In 1976, Art Brambila, a television and music producer from Los Angeles, was looking for a sponsor for his new Latin music television show, The Mean Salsa Machine. He had heard that Cesar Chavez, president of the United Farm Workers, had a relationship with Coca-Cola and asked him for help to secure a deal with the company. When Chavez succeeded in getting the sponsorship for the show, Brambila wanted to repay him.

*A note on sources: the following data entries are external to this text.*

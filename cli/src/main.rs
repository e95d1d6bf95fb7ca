//! `cmdtree-demo`: a toy multitool exercising the engine end to end.
//!
//! Demonstrates subcommand descent, prefix matching, per-scope flag
//! composition, environment-backed flags, choice values, command
//! chaining (`CMDTREE_DEMO_CHAIN=1`), cooperative cancellation, and the
//! built-in help command.

use std::process::ExitCode;
use std::time::{Duration, Instant};

use cmdtree_core::{
    App, Choice, Command, Error, Flag, FlagRegistry, Strategy, dedent, help_command,
};
use tracing::debug;

fn build_app(strategy: Strategy) -> App {
    let mut app = App::new("cmdtree-demo")
        .with_version(env!("CARGO_PKG_VERSION"))
        .with_usage("[options] <command> [<args>]")
        .with_description("a demonstration multitool built with cmdtree")
        .with_epilog("set CMDTREE_DEMO_CHAIN=1 to run several commands in one invocation")
        .with_strategy(strategy);

    app.add(
        Command::new("greet, g")
            .with_usage("[-shout] [-name <name>]")
            .with_description("print a friendly greeting")
            .with_flag(
                Flag::string("n, name", "world")
                    .with_env("CMDTREE_DEMO_NAME")
                    .with_usage("who to greet"),
            )
            .with_flag(Flag::bool("shout", false).with_usage("greet loudly"))
            .with_action(|ctx| {
                let mut greeting = format!("hello, {}!", ctx.get_str("name"));
                if ctx.get_bool("shout") {
                    greeting = greeting.to_uppercase();
                }
                ctx.println(greeting);
                Ok(())
            }),
    );

    app.add(
        Command::new("repeat")
            .with_usage("[-count <count>] <word>...")
            .with_description("print the arguments again and again")
            .with_flag(Flag::uint("c, count", 1).with_usage("how many times"))
            .with_action(|ctx| {
                let words = ctx.take_args();
                if words.is_empty() {
                    return Err(Error::action("nothing to repeat"));
                }
                for _ in 0..ctx.get_uint("count") {
                    ctx.println(words.join(" "));
                }
                Ok(())
            }),
    );

    let token = app.cancel_token();
    app.add(
        Command::new("wait")
            .with_usage("[-delay <delay>]")
            .with_description(dedent(
                "
                sleep for the given delay.

                checks for cancellation while waiting, so an interrupted
                chain stops here instead of sleeping to the end.
                ",
            ))
            .with_flag(Flag::duration("d, delay", Duration::from_millis(1)).with_usage("how long to wait"))
            .with_action(move |ctx| {
                let deadline = Instant::now() + ctx.get_duration("delay");
                while Instant::now() < deadline {
                    if token.is_cancelled() {
                        return Err(Error::Interrupted);
                    }
                    std::thread::sleep(Duration::from_millis(1));
                }
                Ok(())
            }),
    );

    app.add(
        Command::new("text")
            .with_usage("<subcommand> <word>...")
            .with_description("case conversion helpers")
            .with_flags(FlagRegistry::new())
            .with_subcommand(
                Command::new("upper, up")
                    .with_flags(FlagRegistry::new())
                    .with_description("uppercase the arguments")
                    .with_action(|ctx| {
                        let words = ctx.take_args();
                        ctx.println(words.join(" ").to_uppercase());
                        Ok(())
                    }),
            )
            .with_subcommand(
                Command::new("lower, lo")
                    .with_flags(FlagRegistry::new())
                    .with_description("lowercase the arguments")
                    .with_action(|ctx| {
                        let words = ctx.take_args();
                        ctx.println(words.join(" ").to_lowercase());
                        Ok(())
                    }),
            ),
    );

    let format = Choice::new([("json", "json"), ("yaml", "yml"), ("table", "txt")])
        .with_prefix_matching()
        .shared();
    app.add(
        Command::new("export")
            .with_usage("[-format <format>] <name>")
            .with_description("pretend to export something")
            .with_flag(
                Flag::custom("f, format", format.clone())
                    .with_metavar(" <format>")
                    .with_usage("output format (json, table, or yaml)"),
            )
            .with_action(move |ctx| {
                let name = ctx
                    .take_args()
                    .into_iter()
                    .next()
                    .unwrap_or_else(|| "export".to_string());
                let ext = format.borrow().selected().copied().unwrap_or("json");
                ctx.println(format_args!("writing {name}.{ext}"));
                Ok(())
            }),
    );

    app.add(help_command());
    app
}

fn exit_status(err: &Error) -> u8 {
    match err {
        Error::Flag(_) | Error::Command(_) | Error::CommandRequired => 2,
        Error::Interrupted => 130,
        _ => 1,
    }
}

fn main() -> ExitCode {
    tracing_subscriber::fmt()
        .with_env_filter(tracing_subscriber::EnvFilter::from_default_env())
        .with_writer(std::io::stderr)
        .init();

    let chain = std::env::var("CMDTREE_DEMO_CHAIN").is_ok_and(|v| !v.is_empty());
    let strategy = if chain { Strategy::Chain } else { Strategy::Subcommand };
    debug!(chain, "dispatching");

    let mut app = build_app(strategy);
    match app.run(std::env::args().skip(1)) {
        Ok(()) => ExitCode::SUCCESS,
        Err(err) => ExitCode::from(exit_status(&err)),
    }
}
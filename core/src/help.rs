//! Help, usage, and version rendering.
//!
//! Renders the usage block, command table, and option table for the
//! deepest matched command (or the program root), with computed column
//! alignment. Also provides [`help_command`], a ready-made
//! `help [<command>]` command that walks the tree to the node named by
//! its arguments.

use crate::command::Command;
use crate::context::Context;
use crate::error::{Error, Result};
use crate::flag::Flag;
use crate::registry::FlagRegistry;

const COLUMN_GAP: usize = 4;

/// The usage block for the current context: a `usage:` line per
/// configured usage string (continuations as `   or:`), plus an alias
/// line when the matched command has aliases.
pub fn usage_lines(ctx: &Context<'_>) -> Vec<String> {
    let name = ctx.name();
    let empty: &[String] = &[];
    let (usage, aliases) = match ctx.stack().last() {
        Some(cmd) => (cmd.usage_lines(), cmd.aliases()),
        None => (ctx.app().usage_lines(), empty),
    };
    let mut lines = Vec::new();
    if usage.is_empty() {
        lines.push(format!("usage: {name}"));
    } else {
        for (i, u) in usage.iter().enumerate() {
            let prefix = if i == 0 { "usage:" } else { "   or:" };
            if u.is_empty() {
                lines.push(format!("{prefix} {name}"));
            } else {
                lines.push(format!("{prefix} {name} {u}"));
            }
        }
    }
    if aliases.len() > 1 {
        lines.push(String::new());
        lines.push(format!("alias: {}", aliases[1..].join(", ")));
    }
    lines
}

/// Renders help for the deepest matched command (or the program root) to
/// the program's standard output.
pub fn show_help(ctx: &Context<'_>) -> Result<()> {
    let app = ctx.app();
    let (desc, children, epilog) = match ctx.stack().last() {
        Some(cmd) => (cmd.description(), cmd.children(), cmd.epilog()),
        None => (app.description(), app.commands(), app.epilog()),
    };

    let mut out = String::new();
    for line in usage_lines(ctx) {
        out.push_str(&line);
        out.push('\n');
    }

    if !desc.is_empty() {
        out.push('\n');
        out.push_str(desc);
        out.push('\n');
    }

    if !children.is_empty() {
        out.push_str("\ncommands:\n\n");
        let mut list: Vec<&Command> = children.iter().collect();
        list.sort_by(|a, b| a.name().cmp(b.name()));
        let width = list.iter().map(|cmd| cmd.name().chars().count()).max().unwrap_or(0);
        for cmd in list {
            let brief = cmd.description().lines().next().unwrap_or("").trim();
            if brief.is_empty() {
                out.push_str(&format!("  {}\n", cmd.name()));
            } else {
                out.push_str(&format!("  {:<w$}{brief}\n", cmd.name(), w = width + COLUMN_GAP));
            }
        }
    }

    let flags = flags_in_scope(ctx);
    if !flags.is_empty() {
        out.push_str("\noptions:\n\n");
        let width = flags
            .iter()
            .map(|flag| flag.display().chars().count())
            .max()
            .unwrap_or(0);
        for flag in &flags {
            let display = flag.display();
            if flag.usage().is_empty() {
                out.push_str(&format!("  {display}\n"));
            } else {
                out.push_str(&format!("  {display:<w$}{}\n", flag.usage(), w = width + COLUMN_GAP));
            }
        }
    }

    if !epilog.is_empty() {
        out.push('\n');
        out.push_str(epilog);
        out.push('\n');
    } else if !desc.is_empty() || !children.is_empty() || !flags.is_empty() {
        out.push('\n');
    }

    app.print(out);
    Ok(())
}

/// Every flag visible at the current stack depth: the root registry plus
/// each matched command's registry, sorted by canonical name.
///
/// Commands without a registry are skipped; this is a display surface,
/// not the composition path.
fn flags_in_scope(ctx: &Context<'_>) -> Vec<Flag> {
    let mut flags: Vec<Flag> = Vec::new();
    ctx.app().flags().visit_all(|flag| flags.push(flag.clone()));
    for cmd in ctx.stack() {
        if let Some(registry) = cmd.flags() {
            registry.visit_all(|flag| flags.push(flag.clone()));
        }
    }
    flags.sort_by(|a, b| a.name().cmp(b.name()));
    flags
}

/// Prints `<name> version <version>` to the program's standard output.
///
/// An unset version string is reported as `unknown`.
pub fn show_version(ctx: &Context<'_>) -> Result<()> {
    let app = ctx.app();
    let version = if app.version().is_empty() {
        "unknown"
    } else {
        app.version()
    };
    app.println(format_args!("{} version {}", app.name(), version));
    Ok(())
}

/// A ready-made `help [<command>]` command.
///
/// With no arguments it shows top-level help; with arguments it walks
/// the command tree along them and shows help for the reached node,
/// aborting with a hint when a name fails to resolve.
pub fn help_command() -> Command {
    Command::new("help")
        .with_usage("[<command>]")
        .with_description("show help for a specified command")
        .with_flags(FlagRegistry::new())
        .with_action(|ctx| {
            ctx.rewind();
            while !ctx.args().is_empty() {
                match ctx.command() {
                    Ok(Some(cmd)) => ctx.push(cmd),
                    Ok(None) => return Err(Error::action("invalid arguments")),
                    Err(err) => {
                        return Err(Error::abort_with_hint(
                            err.to_string(),
                            format!("type '{} help' for usage", ctx.app().name()),
                        ));
                    }
                }
            }
            show_help(ctx)
        })
}
//! Command tree nodes.
//!
//! A [`Command`] is a named, dispatchable unit: it owns its flag
//! registry, its child commands, and optionally a leaf action. Commands
//! without an action fall through to the program's dispatch strategy, so
//! intermediate nodes descend into their children and interception flags
//! like `--help` keep working at any depth.

use std::any::Any;
use std::cell::{Ref, RefCell};
use std::fmt;

use crate::action::ActionFn;
use crate::context::Context;
use crate::error::Result;
use crate::flag::Flag;
use crate::help;
use crate::registry::FlagRegistry;

/// A named node in the command tree.
///
/// Aliases are given as one comma- or whitespace-delimited string; the
/// first alias is canonical and the rest are accepted interchangeably
/// during resolution (alias order is preserved as written).
///
/// # Examples
///
/// ```
/// use cmdtree_core::{Command, Flag, FlagRegistry};
///
/// let commit = Command::new("commit, ci")
///     .with_usage("[-m <message>]")
///     .with_description("record changes")
///     .with_flag(Flag::string("m, message", ""))
///     .with_action(|ctx| {
///         let _message = ctx.get_str("message");
///         Ok(())
///     });
///
/// assert_eq!(commit.name(), "commit");
/// assert_eq!(commit.aliases(), ["commit", "ci"]);
/// ```
pub struct Command {
    names: Vec<String>,
    usage: Vec<String>,
    desc: String,
    epilog: String,
    flags: Option<FlagRegistry>,
    children: Vec<Command>,
    action: Option<ActionFn>,
    data: RefCell<Option<Box<dyn Any>>>,
}

impl Command {
    /// Creates a command with the given alias list.
    ///
    /// # Panics
    ///
    /// Panics if the alias list is empty.
    pub fn new(names: &str) -> Self {
        let names: Vec<String> = names
            .split(|c: char| c == ',' || c.is_whitespace())
            .filter(|s| !s.is_empty())
            .map(str::to_string)
            .collect();
        if names.is_empty() {
            panic!("command registered without a name");
        }
        Self {
            names,
            usage: Vec::new(),
            desc: String::new(),
            epilog: String::new(),
            flags: None,
            children: Vec::new(),
            action: None,
            data: RefCell::new(None),
        }
    }

    /// Appends a usage line (shown after the command path in help).
    pub fn with_usage(mut self, usage: impl Into<String>) -> Self {
        self.usage.push(usage.into());
        self
    }

    /// Sets the description shown in help output.
    pub fn with_description(mut self, desc: impl Into<String>) -> Self {
        self.desc = desc.into();
        self
    }

    /// Sets the epilog shown at the end of help output.
    pub fn with_epilog(mut self, epilog: impl Into<String>) -> Self {
        self.epilog = epilog.into();
        self
    }

    /// Attaches a flag registry.
    ///
    /// A command without a registry cannot accept flags of its own and
    /// must not sit below flag-bearing commands in a resolved stack.
    pub fn with_flags(mut self, flags: FlagRegistry) -> Self {
        self.flags = Some(flags);
        self
    }

    /// Registers one flag, creating the registry if needed.
    pub fn with_flag(mut self, flag: Flag) -> Self {
        self.flags.get_or_insert_with(FlagRegistry::new).add(flag);
        self
    }

    /// Adds a child command.
    pub fn with_subcommand(mut self, cmd: Command) -> Self {
        self.children.push(cmd);
        self
    }

    /// Sets the leaf action.
    ///
    /// Without an action, control falls through to the program's
    /// dispatch strategy, which resolves the next argument against this
    /// command's children.
    pub fn with_action<F>(mut self, action: F) -> Self
    where
        F: Fn(&mut Context<'_>) -> Result<()> + 'static,
    {
        self.action = Some(Box::new(action));
        self
    }

    /// Adds a child command in place.
    pub fn add(&mut self, cmd: Command) {
        self.children.push(cmd);
    }

    /// The canonical (first) alias.
    pub fn name(&self) -> &str {
        &self.names[0]
    }

    /// Every alias, in declaration order.
    pub fn aliases(&self) -> &[String] {
        &self.names
    }

    /// Usage lines for help output.
    pub fn usage_lines(&self) -> &[String] {
        &self.usage
    }

    /// The description shown in help output.
    pub fn description(&self) -> &str {
        &self.desc
    }

    /// The epilog shown at the end of help output.
    pub fn epilog(&self) -> &str {
        &self.epilog
    }

    /// The command's own flag registry, if any.
    pub fn flags(&self) -> Option<&FlagRegistry> {
        self.flags.as_ref()
    }

    /// Mutable access to the command's own flag registry, if any.
    pub fn flags_mut(&mut self) -> Option<&mut FlagRegistry> {
        self.flags.as_mut()
    }

    /// Child commands.
    pub fn children(&self) -> &[Command] {
        &self.children
    }

    /// Whether the command has a leaf action.
    pub fn has_action(&self) -> bool {
        self.action.is_some()
    }

    /// Stores an opaque payload on the command (typically from a pre-run
    /// hook).
    pub fn set_data<T: 'static>(&self, value: T) {
        *self.data.borrow_mut() = Some(Box::new(value));
    }

    /// Borrows the opaque payload, if one of the requested type is set.
    pub fn data<T: 'static>(&self) -> Option<Ref<'_, T>> {
        let slot = self.data.borrow();
        Ref::filter_map(slot, |slot| slot.as_ref()?.downcast_ref::<T>()).ok()
    }

    /// Runs this command with a resolved context.
    ///
    /// If the command owns a flag registry, the merged registry for the
    /// current stack is built and parsed first, and the context's
    /// remaining arguments are replaced with the parse leftovers. The
    /// leaf action then runs; without one, control falls through to the
    /// program's dispatch strategy.
    ///
    /// # Panics
    ///
    /// Panics if a command on the resolved stack has no flag registry
    /// while flags are being composed; the tree was built inconsistently
    /// and no retry can fix it.
    pub fn run<'a>(&'a self, ctx: &mut Context<'a>) -> Result<()> {
        if self.flags.is_some() {
            ctx.compose_flags()?;
            let app = ctx.app();
            if app.intercepts_help() && ctx.get_bool("help") {
                return help::show_help(ctx);
            }
            if app.intercepts_version() && ctx.get_bool("version") {
                return help::show_version(ctx);
            }
        }
        let app = ctx.app();
        match &self.action {
            Some(action) => action(ctx),
            None => app.strategy().dispatch(ctx),
        }
    }
}

impl fmt::Debug for Command {
    fn fmt(&self, f: &mut fmt::Formatter<'_>) -> fmt::Result {
        f.debug_struct("Command")
            .field("names", &self.names)
            .field("children", &self.children)
            .field("has_flags", &self.flags.is_some())
            .field("has_action", &self.action.is_some())
            .finish_non_exhaustive()
    }
}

Brambila decided to put together an album of songs honoring Chavez and the United Farm Workers, and chose Los Lobos, then a local Mexican folk combo called Los Lobos Del Este De Los Angeles, to be the backing band for the project. They would accompany a variety of vocalists performing songs celebrating Chavez's accomplishments and the struggle of farm workers.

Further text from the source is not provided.